Bay Area/ San Francisco/ Transportation & Infrastructure
Published on January 31, 2020
38-Geary bus collides with sedan in Tenderloin, injuring bus driverA 38R collided with a four-door sedan. | Photos: Carrie Sisto/Hoodline

A Muni bus collided with a vehicle this morning in San Francisco’s Tenderloin neighborhood, injuring the bus' driver. 

The 38R-Geary Rapid bus was traveling on Geary Street, near Larkin Street, around 9 a.m. when it collided with the vehicle, a black four-door sedan.

It's unclear who was at fault in the incident, but SFPD spokesperson Joseph Tomlinson said the driver of the sedan attempted to flee the scene before being taken into custody. 

Tomlinson said that the bus' driver sustained non-life-threatening injuries, and was taken to the hospital in an ambulance.

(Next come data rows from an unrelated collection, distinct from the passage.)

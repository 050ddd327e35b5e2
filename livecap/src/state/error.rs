use thiserror::Error;

use super::CaptureState;

/// State machine errors
#[derive(Error, Debug, Clone, PartialEq)]
pub enum StateError {
    /// The requested state transition is not allowed
    #[error("Invalid state transition from {from:?} to {to:?}")]
    InvalidTransition {
        /// State the machine was in
        from: CaptureState,
        /// State that was requested
        to: CaptureState,
    },
}

/// Result type for state operations
pub type StateResult<T> = Result<T, StateError>;
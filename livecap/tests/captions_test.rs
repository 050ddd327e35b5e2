/// Integration tests for the recent-caption store
///
/// Validates the bounded upsert-by-id semantics consumed by late-joining
/// UI clients.
use livecap::captions::{Caption, RECENT_CAPACITY, RecentCaptions};
use livecap::network::CaptionUpdate;

#[test]
fn test_capacity_bound_holds_under_load() {
    println!("\n=== Capacity Bound Test ===");

    let mut store = RecentCaptions::new();

    for i in 0..100 {
        store.insert(Caption::new(format!("c{}", i), format!("caption {}", i)));
        assert!(store.len() <= RECENT_CAPACITY);
    }

    let snapshot = store.snapshot();
    assert_eq!(snapshot.len(), RECENT_CAPACITY);

    // Most-recent-first, oldest evicted
    assert_eq!(snapshot[0].id, "c99");
    assert_eq!(snapshot[RECENT_CAPACITY - 1].id, "c95");

    println!("✓ len ≤ {} after 100 inserts, oldest evicted first", RECENT_CAPACITY);
}

#[test]
fn test_result_then_update_yields_one_merged_record() {
    println!("\n=== Result + Update Test ===");

    let mut store = RecentCaptions::new();

    let mut caption = Caption::new("42", "good morning");
    caption.confidence = Some(0.95);
    store.insert(caption);

    let merged = store
        .apply_update(&CaptionUpdate::new("42").with_translated("सुप्रभात"))
        .expect("update for known id");

    // Exactly one record with that id, fields merged
    let matching: Vec<_> = store.snapshot().into_iter().filter(|c| c.id == "42").collect();
    assert_eq!(matching.len(), 1);
    assert_eq!(matching[0], merged);
    assert_eq!(matching[0].original, "good morning");
    assert_eq!(matching[0].translated.as_deref(), Some("सुप्रभात"));
    assert_eq!(matching[0].confidence, Some(0.95));

    println!("✓ One merged record: {:?}", matching[0].translated);
}

#[test]
fn test_update_for_evicted_caption_is_ignored() {
    println!("\n=== Late Update Test ===");

    let mut store = RecentCaptions::new();
    store.insert(Caption::new("old", "will be evicted"));

    for i in 0..RECENT_CAPACITY {
        store.insert(Caption::new(format!("new{}", i), "fresh"));
    }

    // "old" has been evicted; its late translation must not resurrect it
    let result = store.apply_update(&CaptionUpdate::new("old").with_translated("late"));

    assert!(result.is_none());
    assert_eq!(store.len(), RECENT_CAPACITY);
    assert!(store.snapshot().iter().all(|c| c.id != "old"));

    println!("✓ Late update for evicted caption ignored");
}

#[test]
fn test_ordering_is_most_recent_first() {
    println!("\n=== Ordering Test ===");

    let mut store = RecentCaptions::new();
    for id in ["a", "b", "c"] {
        store.insert(Caption::new(id, id));
    }

    let ids: Vec<_> = store.snapshot().into_iter().map(|c| c.id).collect();
    assert_eq!(ids, vec!["c", "b", "a"]);

    // Updating "a" merges in place without reordering
    store
        .apply_update(&CaptionUpdate::new("a").with_simplified("A"))
        .unwrap();
    let ids: Vec<_> = store.snapshot().into_iter().map(|c| c.id).collect();
    assert_eq!(ids, vec!["c", "b", "a"]);

    println!("✓ Most-recent-first, updates keep position");
}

It's unclear if anyone else was injured.

The 38R bus and ambulances after the collision.

Lower Haight resident Christa Hartsock, who was aboard the bus, did not visually witness the moment of the collision. But she felt the impact.

“The impact didn’t feel particularly hard ... It mainly felt as if [the driver] had slammed on their brakes," said Hartsock, who was traveling to a doctor's appointment at the time. "It was jarring. Everyone was thrown forward and kind of confused."

“The car was pretty f--ked up,” she said, but she and others around her on the bus were uninjured. She said that the collision mostly seemed to rattle pedestrians and onlookers near the scene.

"A guy was yelling fairly loudly," she said. "I saw him carrying a small person."

Regular service resumed about half an hour after the incident, according to SFMTA.

Hartsock said the incident got her thinking about District 6 Supervisor Matt Haney, who represents the Tenderloin.

Haney has been an outspoken advocate for reducing similar collisions, calling on Mayor London Breed to declare a state of emergency on traffic safety after four pedestrians were struck and killed by vehicles in the Tenderloin last year. 

The Supervisors passed a unanimous resolution affirming the state of emergency last fall, but the legislation was largely ceremonial. 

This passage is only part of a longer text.